Configure the fuel gauge
The first decision to be made when configuring an Impedance Track fuel gauge is to determine the chemistry ID of the cells, and to select the corresponding firmware file. The cell used in this design is the Panasonic CGR18650C, belonging to the LiCoO2/graphitized carbon chemistry. It is identified by a chemical ID of 0100 according to the convention set by the Impedance Track algorithm. Available from the bq20z90 web folder, the correct firmware for this chemistry (bq20z90_v110_ID0100_default.senc) can be downloaded. Once the firmware is loaded into the chip, all types of fuel gauging configurations can be done by customizing the data flash. One convenient way of doing this is to use the bqEVSW evaluation software.

The numerous data flash constants, grouped into twelve classes, govern the operation of the fuel gauge. For example, the "1st Level Safety" class protects the battery from some less severe voltage, current and temperature conditions. Triggering these protections only temporarily disables the charging or discharging function. Then the battery pack can recover when the conditions go away. The maximum temperature of 60C for charge and discharge allowed in the application can be configured in this class. To avoid verbosity, Figure 5 lists most of the applications and operations that can be configured in each of the classes.

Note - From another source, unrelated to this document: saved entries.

//! Single-file downloader.
//!
//! Transfers one file location into a destination directory over `http` or
//! `xrootd`, naming it by the location's basename. No retries: a failed
//! transfer may leave a partial file behind.

use crate::config::OdcConfig;
use crate::location::{destination_path, remote_path};
use crate::progress::{DownloadObserver, DownloadProgress};
use crate::transport::{detect_xrootd, select_http_transport, HttpTransport, RemoteFs, TransferError};
use std::fmt;
use std::fs::File;
use std::io::Write;
use std::path::{Path, PathBuf};
use std::str::FromStr;

/// Transport protocol for file locations.
#[derive(Debug, Clone, Copy, PartialEq, Eq, Default)]
pub enum Protocol {
    #[default]
    Http,
    Xrootd,
}

impl fmt::Display for Protocol {
    fn fmt(&self, f: &mut fmt::Formatter<'_>) -> fmt::Result {
        match self {
            Protocol::Http => write!(f, "http"),
            Protocol::Xrootd => write!(f, "xrootd"),
        }
    }
}

impl FromStr for Protocol {
    type Err = String;

    fn from_str(s: &str) -> Result<Self, Self::Err> {
        match s {
            "http" => Ok(Protocol::Http),
            "xrootd" => Ok(Protocol::Xrootd),
            other => Err(format!("unknown protocol '{}' (expected http or xrootd)", other)),
        }
    }
}

/// Error from a single-file download.
#[derive(Debug, thiserror::Error)]
pub enum DownloadError {
    /// The protocol needs a client that is not installed. Callers treat this as fatal.
    #[error("{protocol} is not installed on system. Please use the 'http' protocol instead.")]
    MissingCapability { protocol: Protocol },
    #[error(transparent)]
    Transfer(#[from] TransferError),
}

impl From<std::io::Error> for DownloadError {
    fn from(e: std::io::Error) -> Self {
        DownloadError::Transfer(TransferError::Io(e))
    }
}

/// Prefix stripped from XRootD locations: the server root with one trailing `/`.
fn xrootd_prefix(xrootd_server: &str) -> String {
    format!("{}/", xrootd_server.trim_end_matches('/'))
}

pub struct Downloader {
    http: Box<dyn HttpTransport>,
    xrootd: Option<Box<dyn RemoteFs>>,
    xrootd_prefix: String,
}

impl Downloader {
    pub fn new(
        http: Box<dyn HttpTransport>,
        xrootd: Option<Box<dyn RemoteFs>>,
        xrootd_server: &str,
    ) -> Self {
        Self {
            http,
            xrootd,
            xrootd_prefix: xrootd_prefix(xrootd_server),
        }
    }

    /// Builds a downloader from the transports detected on this host.
    pub fn detect(cfg: &OdcConfig) -> Result<Self, TransferError> {
        let http = select_http_transport(cfg.http_backend())?;
        let xrootd = detect_xrootd(cfg).map(|c| Box::new(c) as Box<dyn RemoteFs>);
        Ok(Self::new(http, xrootd, &cfg.xrootd_server))
    }

    pub fn http_transport_name(&self) -> &'static str {
        self.http.name()
    }

    /// Fails with `MissingCapability` when `protocol` cannot be served here.
    pub fn ensure_capability(&self, protocol: Protocol) -> Result<(), DownloadError> {
        match protocol {
            Protocol::Http => Ok(()),
            Protocol::Xrootd if self.xrootd.is_some() => Ok(()),
            Protocol::Xrootd => Err(DownloadError::MissingCapability { protocol }),
        }
    }

    /// Downloads one file into `dest_dir/<basename>` and returns that path.
    ///
    /// `observer.on_start` fires exactly once, before any byte moves. For
    /// `xrootd` the client check happens before the destination is created.
    pub fn download_single_file(
        &self,
        dest_dir: &Path,
        location: &str,
        protocol: Protocol,
        observer: &mut dyn DownloadObserver,
    ) -> Result<PathBuf, DownloadError> {
        let dest = destination_path(dest_dir, location);
        match protocol {
            Protocol::Http => {
                let mut file = File::create(&dest)?;
                observer.on_start(&dest);
                tracing::debug!(location, transport = self.http.name(), "http download starting");
                let mut on_progress = |p: DownloadProgress| observer.on_progress(p);
                let written = self.http.fetch(location, &mut file, &mut on_progress)?;
                file.flush()?;
                observer.on_finish();
                tracing::info!(location, bytes = written, dest = %dest.display(), "downloaded");
            }
            Protocol::Xrootd => {
                let fs = self
                    .xrootd
                    .as_ref()
                    .ok_or(DownloadError::MissingCapability { protocol })?;
                let src = remote_path(location, &self.xrootd_prefix);
                let mut file = File::create(&dest)?;
                observer.on_start(&dest);
                tracing::debug!(location, remote = src, client = fs.name(), "xrootd download starting");
                let data = fs.read_all(src)?;
                file.write_all(&data)?;
                tracing::info!(location, bytes = data.len(), dest = %dest.display(), "downloaded");
            }
        }
        Ok(dest)
    }

    /// Downloads `locations` one after another, stopping at the first error.
    pub fn download_files(
        &self,
        dest_dir: &Path,
        locations: &[String],
        protocol: Protocol,
        observer: &mut dyn DownloadObserver,
    ) -> Result<Vec<PathBuf>, DownloadError> {
        self.ensure_capability(protocol)?;
        let mut out = Vec::with_capacity(locations.len());
        for location in locations {
            out.push(self.download_single_file(dest_dir, location, protocol, observer)?);
        }
        Ok(out)
    }
}

#[cfg(test)]
mod tests {
    use super::*;
    use std::collections::HashMap;
    use std::io;

    /// Serves canned bodies, emitting progress every `step` bytes.
    struct FakeHttp {
        bodies: HashMap<String, Vec<u8>>,
        step: usize,
    }

    impl HttpTransport for FakeHttp {
        fn name(&self) -> &'static str {
            "fake"
        }

        fn fetch(
            &self,
            url: &str,
            sink: &mut dyn Write,
            on_progress: &mut dyn FnMut(DownloadProgress),
        ) -> Result<u64, TransferError> {
            let body = self.bodies.get(url).ok_or(TransferError::Status(404))?;
            let total = body.len() as u64;
            let mut done = 0u64;
            for chunk in body.chunks(self.step) {
                sink.write_all(chunk)?;
                done += chunk.len() as u64;
                on_progress(DownloadProgress::new(done, total));
            }
            Ok(done)
        }
    }

    struct FakeRemote {
        files: HashMap<String, Vec<u8>>,
    }

    impl RemoteFs for FakeRemote {
        fn name(&self) -> &str {
            "fake-remote"
        }

        fn read_all(&self, remote_path: &str) -> Result<Vec<u8>, TransferError> {
            self.files
                .get(remote_path)
                .cloned()
                .ok_or_else(|| TransferError::Remote(format!("{}: not found", remote_path)))
        }
    }

    #[derive(Default)]
    struct Recorder {
        started: Vec<PathBuf>,
        progress: Vec<DownloadProgress>,
        finished: usize,
    }

    impl DownloadObserver for Recorder {
        fn on_start(&mut self, destination: &Path) {
            self.started.push(destination.to_path_buf());
        }
        fn on_progress(&mut self, progress: DownloadProgress) {
            self.progress.push(progress);
        }
        fn on_finish(&mut self) {
            self.finished += 1;
        }
    }

    fn http_only(bodies: &[(&str, &str)]) -> Downloader {
        let http = FakeHttp {
            bodies: bodies
                .iter()
                .map(|(k, v)| (k.to_string(), v.as_bytes().to_vec()))
                .collect(),
            step: 4,
        };
        Downloader::new(Box::new(http), None, "root://eospublic.cern.ch//")
    }

    #[test]
    fn protocol_parse_and_display() {
        assert_eq!("http".parse::<Protocol>().unwrap(), Protocol::Http);
        assert_eq!("xrootd".parse::<Protocol>().unwrap(), Protocol::Xrootd);
        assert!("ftp".parse::<Protocol>().is_err());
        assert_eq!(Protocol::Xrootd.to_string(), "xrootd");
    }

    #[test]
    fn http_writes_basename_in_dest_dir() {
        let dir = tempfile::tempdir().unwrap();
        let d = http_only(&[("http://x/data/a.txt", "0123456789")]);
        let mut rec = Recorder::default();
        let dest = d
            .download_single_file(dir.path(), "http://x/data/a.txt", Protocol::Http, &mut rec)
            .unwrap();
        assert_eq!(dest, dir.path().join("a.txt"));
        assert_eq!(std::fs::read(&dest).unwrap(), b"0123456789");
        assert_eq!(rec.started, vec![dest]);
        assert_eq!(rec.finished, 1);
        assert_eq!(rec.progress.len(), 3);
        assert_eq!(rec.progress.last(), Some(&DownloadProgress::new(10, 10)));
    }

    #[test]
    fn http_failure_leaves_file_and_skips_finish() {
        let dir = tempfile::tempdir().unwrap();
        let d = http_only(&[]);
        let mut rec = Recorder::default();
        let err = d
            .download_single_file(dir.path(), "http://x/gone.bin", Protocol::Http, &mut rec)
            .unwrap_err();
        assert!(matches!(err, DownloadError::Transfer(TransferError::Status(404))));
        assert_eq!(rec.started.len(), 1);
        assert_eq!(rec.finished, 0);
        assert!(dir.path().join("gone.bin").exists());
    }

    #[test]
    fn xrootd_missing_client_writes_nothing() {
        let dir = tempfile::tempdir().unwrap();
        let d = http_only(&[]);
        let mut rec = Recorder::default();
        let err = d
            .download_single_file(
                dir.path(),
                "root://eospublic.cern.ch//eos/opendata/a.root",
                Protocol::Xrootd,
                &mut rec,
            )
            .unwrap_err();
        assert!(matches!(
            err,
            DownloadError::MissingCapability { protocol: Protocol::Xrootd }
        ));
        assert!(err.to_string().contains("'http' protocol"));
        assert!(rec.started.is_empty());
        assert_eq!(std::fs::read_dir(dir.path()).unwrap().count(), 0);
    }

    #[test]
    fn download_files_checks_capability_first() {
        let dir = tempfile::tempdir().unwrap();
        let d = http_only(&[]);
        let locations = vec!["root://eospublic.cern.ch//eos/a.root".to_string()];
        let err = d
            .download_files(dir.path(), &locations, Protocol::Xrootd, &mut Recorder::default())
            .unwrap_err();
        assert!(matches!(err, DownloadError::MissingCapability { .. }));
        assert_eq!(std::fs::read_dir(dir.path()).unwrap().count(), 0);
    }

    #[test]
    fn xrootd_strips_server_root_and_copies_payload() {
        let dir = tempfile::tempdir().unwrap();
        let mut files = HashMap::new();
        files.insert("/eos/opendata/cms/b.root".to_string(), b"payload".to_vec());
        let remote = FakeRemote { files };
        let d = Downloader::new(
            Box::new(FakeHttp {
                bodies: HashMap::new(),
                step: 1,
            }),
            Some(Box::new(remote)),
            "root://eospublic.cern.ch//",
        );
        let mut rec = Recorder::default();
        let dest = d
            .download_single_file(
                dir.path(),
                "root://eospublic.cern.ch//eos/opendata/cms/b.root",
                Protocol::Xrootd,
                &mut rec,
            )
            .unwrap();
        assert_eq!(std::fs::read(&dest).unwrap(), b"payload");
        assert_eq!(rec.started.len(), 1);
        assert!(rec.progress.is_empty());
        assert_eq!(rec.finished, 0);
    }

    #[test]
    fn xrootd_remote_error_propagates() {
        let dir = tempfile::tempdir().unwrap();
        let remote = FakeRemote {
            files: HashMap::new(),
        };
        let d = Downloader::new(
            Box::new(FakeHttp {
                bodies: HashMap::new(),
                step: 1,
            }),
            Some(Box::new(remote)),
            "root://eospublic.cern.ch//",
        );
        let err = d
            .download_single_file(
                dir.path(),
                "root://eospublic.cern.ch//eos/missing.root",
                Protocol::Xrootd,
                &mut Recorder::default(),
            )
            .unwrap_err();
        assert!(matches!(err, DownloadError::Transfer(TransferError::Remote(_))));
    }

    #[test]
    fn download_files_sequential_stops_at_first_error() {
        let dir = tempfile::tempdir().unwrap();
        let d = http_only(&[("http://x/a.txt", "aa"), ("http://x/c.txt", "cc")]);
        let locations: Vec<String> = ["http://x/a.txt", "http://x/b.txt", "http://x/c.txt"]
            .iter()
            .map(|s| s.to_string())
            .collect();
        let mut rec = Recorder::default();
        let err = d
            .download_files(dir.path(), &locations, Protocol::Http, &mut rec)
            .unwrap_err();
        assert!(matches!(err, DownloadError::Transfer(TransferError::Status(404))));
        assert_eq!(rec.started.len(), 2);
        assert!(dir.path().join("a.txt").exists());
        assert!(!dir.path().join("c.txt").exists());
    }

    #[test]
    fn missing_dest_dir_is_io_error() {
        let dir = tempfile::tempdir().unwrap();
        let d = http_only(&[("http://x/a.txt", "aa")]);
        let err = d
            .download_single_file(
                &dir.path().join("nope"),
                "http://x/a.txt",
                Protocol::Http,
                &mut Recorder::default(),
            )
            .unwrap_err();
        match err {
            DownloadError::Transfer(TransferError::Io(e)) => {
                assert_eq!(e.kind(), io::ErrorKind::NotFound)
            }
            other => panic!("expected io error, got {:?}", other),
        }
    }
}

Figure 5. Configuration of battery data flash classes.

Selectable features can be found in the configuration class with three configuration registers: A, B and C. Note that because the example application is a removable pack, the NR bit should be zero to disable non-removable in configuration Register B, and it is necessary to implement a System_Present signal on the pack connector. With the data flash configuration in place, the pack should function normally with the target cell configuration.

In production, the Impedance Track fuel gauging only requires a typical pack to be cycled to learn the typical values of the impedance and chemical capacity, which modifies the "Ra Table" data flash class and the chemical capacity QMAX in "Gas Gauging" class. Then the same data flash configuration file can be used for all production packs.